[Given records]

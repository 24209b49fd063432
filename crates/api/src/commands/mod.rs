//! Commands - the surface the UI layer calls into

mod health;
mod records;
mod sync;

pub use health::*;
pub use records::*;
pub use sync::*;
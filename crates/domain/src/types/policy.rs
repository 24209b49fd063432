//! Policy entity and renewal tracking types.

use chrono::{DateTime, NaiveDate, Utc};
use serde::{Deserialize, Serialize};

use super::entity::Entity;
use super::table::Table;
use crate::constants::{RENEWAL_CRITICAL_DAYS, RENEWAL_WARNING_DAYS};
use crate::impl_domain_enum_conversions;

/// Coverage kind of a policy.
#[derive(Debug, Clone, Copy, PartialEq, Eq, Serialize, Deserialize)]
#[serde(rename_all = "lowercase")]
pub enum PolicyType {
    Traffic,
    Comprehensive,
}

impl_domain_enum_conversions!(PolicyType {
    Traffic => "traffic",
    Comprehensive => "comprehensive",
});

/// Insurance policy covering one vehicle of one customer.
#[derive(Debug, Clone, PartialEq, Serialize, Deserialize)]
#[serde(rename_all = "camelCase")]
pub struct Policy {
    pub id: String,
    pub customer_id: String,
    pub vehicle_id: String,
    pub start_date: NaiveDate,
    pub end_date: NaiveDate,
    pub price: f64,
    #[serde(rename = "type")]
    pub policy_type: PolicyType,
    pub policy_number: String,
    #[serde(default, skip_serializing_if = "Option::is_none")]
    pub created_at: Option<DateTime<Utc>>,
}

impl Policy {
    /// Whole days from `today` until the policy ends (negative once expired).
    pub fn days_until_end(&self, today: NaiveDate) -> i64 {
        (self.end_date - today).num_days()
    }
}

impl Entity for Policy {
    const TABLE: Table = Table::Policies;
    type Changes = PolicyChanges;

    fn id(&self) -> &str {
        &self.id
    }
}

#[derive(Debug, Clone, PartialEq, Serialize, Deserialize)]
#[serde(rename_all = "camelCase")]
pub struct NewPolicy {
    pub customer_id: String,
    pub vehicle_id: String,
    pub start_date: NaiveDate,
    pub end_date: NaiveDate,
    pub price: f64,
    #[serde(rename = "type")]
    pub policy_type: PolicyType,
    pub policy_number: String,
}

impl NewPolicy {
    pub fn into_policy(self, id: String) -> Policy {
        Policy {
            id,
            customer_id: self.customer_id,
            vehicle_id: self.vehicle_id,
            start_date: self.start_date,
            end_date: self.end_date,
            price: self.price,
            policy_type: self.policy_type,
            policy_number: self.policy_number,
            created_at: None,
        }
    }
}

#[derive(Debug, Clone, Default, PartialEq, Serialize, Deserialize)]
#[serde(rename_all = "camelCase")]
pub struct PolicyChanges {
    #[serde(default, skip_serializing_if = "Option::is_none")]
    pub customer_id: Option<String>,
    #[serde(default, skip_serializing_if = "Option::is_none")]
    pub vehicle_id: Option<String>,
    #[serde(default, skip_serializing_if = "Option::is_none")]
    pub start_date: Option<NaiveDate>,
    #[serde(default, skip_serializing_if = "Option::is_none")]
    pub end_date: Option<NaiveDate>,
    #[serde(default, skip_serializing_if = "Option::is_none")]
    pub price: Option<f64>,
    #[serde(rename = "type", default, skip_serializing_if = "Option::is_none")]
    pub policy_type: Option<PolicyType>,
    #[serde(default, skip_serializing_if = "Option::is_none")]
    pub policy_number: Option<String>,
}

/// How close a policy is to its end date.
#[derive(Debug, Clone, Copy, PartialEq, Eq, Serialize, Deserialize)]
#[serde(rename_all = "lowercase")]
pub enum RenewalUrgency {
    Critical,
    Warning,
    Normal,
}

impl_domain_enum_conversions!(RenewalUrgency {
    Critical => "critical",
    Warning => "warning",
    Normal => "normal",
});

impl RenewalUrgency {
    pub const fn from_days_left(days_left: i64) -> Self {
        if days_left <= RENEWAL_CRITICAL_DAYS {
            Self::Critical
        } else if days_left <= RENEWAL_WARNING_DAYS {
            Self::Warning
        } else {
            Self::Normal
        }
    }
}

/// A policy due for renewal, joined with its customer and vehicle.
#[derive(Debug, Clone, PartialEq, Serialize, Deserialize)]
#[serde(rename_all = "camelCase")]
pub struct UpcomingRenewal {
    pub policy: Policy,
    pub customer_name: Option<String>,
    pub vehicle_plate: Option<String>,
    pub days_left: i64,
    pub urgency: RenewalUrgency,
}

[/Given records]

Task item – Nothing may be omitted. Restate all of the entries exactly.

Output of the exercise –
repository 24209b49fd063432
filename crates/api/src/commands/mod.rs
//! Commands - the surface the UI layer calls into

mod health;
mod records;
mod sync;

pub use health::*;
pub use records::*;
pub use sync::*;
filename crates/domain/src/types/policy.rs
repository 24209b49fd063432
//! Policy entity and renewal tracking types.

use chrono::{DateTime, NaiveDate, Utc};
use serde::{Deserialize, Serialize};

use super::entity::Entity;
use super::table::Table;
use crate::constants::{RENEWAL_CRITICAL_DAYS, RENEWAL_WARNING_DAYS};
use crate::impl_domain_enum_conversions;

/// Coverage kind of a policy.
#[derive(Debug, Clone, Copy, PartialEq, Eq, Serialize, Deserialize)]
#[serde(rename_all = "lowercase")]
pub enum PolicyType {
    Traffic,
    Comprehensive,
}

impl_domain_enum_conversions!(PolicyType {
    Traffic => "traffic",
    Comprehensive => "comprehensive",
});

/// Insurance policy covering one vehicle of one customer.
#[derive(Debug, Clone, PartialEq, Serialize, Deserialize)]
#[serde(rename_all = "camelCase")]
pub struct Policy {
    pub id: String,
    pub customer_id: String,
    pub vehicle_id: String,
    pub start_date: NaiveDate,
    pub end_date: NaiveDate,
    pub price: f64,
    #[serde(rename = "type")]
    pub policy_type: PolicyType,
    pub policy_number: String,
    #[serde(default, skip_serializing_if = "Option::is_none")]
    pub created_at: Option<DateTime<Utc>>,
}

impl Policy {
    /// Whole days from `today` until the policy ends (negative once expired).
    pub fn days_until_end(&self, today: NaiveDate) -> i64 {
        (self.end_date - today).num_days()
    }
}

impl Entity for Policy {
    const TABLE: Table = Table::Policies;
    type Changes = PolicyChanges;

    fn id(&self) -> &str {
        &self.id
    }
}

#[derive(Debug, Clone, PartialEq, Serialize, Deserialize)]
#[serde(rename_all = "camelCase")]
pub struct NewPolicy {
    pub customer_id: String,
    pub vehicle_id: String,
    pub start_date: NaiveDate,
    pub end_date: NaiveDate,
    pub price: f64,
    #[serde(rename = "type")]
    pub policy_type: PolicyType,
    pub policy_number: String,
}

impl NewPolicy {
    pub fn into_policy(self, id: String) -> Policy {
        Policy {
            id,
            customer_id: self.customer_id,
            vehicle_id: self.vehicle_id,
            start_date: self.start_date,
            end_date: self.end_date,
            price: self.price,
            policy_type: self.policy_type,
            policy_number: self.policy_number,
            created_at: None,
        }
    }
}

#[derive(Debug, Clone, Default, PartialEq, Serialize, Deserialize)]
#[serde(rename_all = "camelCase")]
pub struct PolicyChanges {
    #[serde(default, skip_serializing_if = "Option::is_none")]
    pub customer_id: Option<String>,
    #[serde(default, skip_serializing_if = "Option::is_none")]
    pub vehicle_id: Option<String>,
    #[serde(default, skip_serializing_if = "Option::is_none")]
    pub start_date: Option<NaiveDate>,
    #[serde(default, skip_serializing_if = "Option::is_none")]
    pub end_date: Option<NaiveDate>,
    #[serde(default, skip_serializing_if = "Option::is_none")]
    pub price: Option<f64>,
    #[serde(rename = "type", default, skip_serializing_if = "Option::is_none")]
    pub policy_type: Option<PolicyType>,
    #[serde(default, skip_serializing_if = "Option::is_none")]
    pub policy_number: Option<String>,
}

/// How close a policy is to its end date.
#[derive(Debug, Clone, Copy, PartialEq, Eq, Serialize, Deserialize)]
#[serde(rename_all = "lowercase")]
pub enum RenewalUrgency {
    Critical,
    Warning,
    Normal,
}

impl_domain_enum_conversions!(RenewalUrgency {
    Critical => "critical",
    Warning => "warning",
    Normal => "normal",
});

impl RenewalUrgency {
    pub const fn from_days_left(days_left: i64) -> Self {
        if days_left <= RENEWAL_CRITICAL_DAYS {
            Self::Critical
        } else if days_left <= RENEWAL_WARNING_DAYS {
            Self::Warning
        } else {
            Self::Normal
        }
    }
}

/// A policy due for renewal, joined with its customer and vehicle.
#[derive(Debug, Clone, PartialEq, Serialize, Deserialize)]
#[serde(rename_all = "camelCase")]
pub struct UpcomingRenewal {
    pub policy: Policy,
    pub customer_name: Option<String>,
    pub vehicle_plate: Option<String>,
    pub days_left: i64,
    pub urgency: RenewalUrgency,
}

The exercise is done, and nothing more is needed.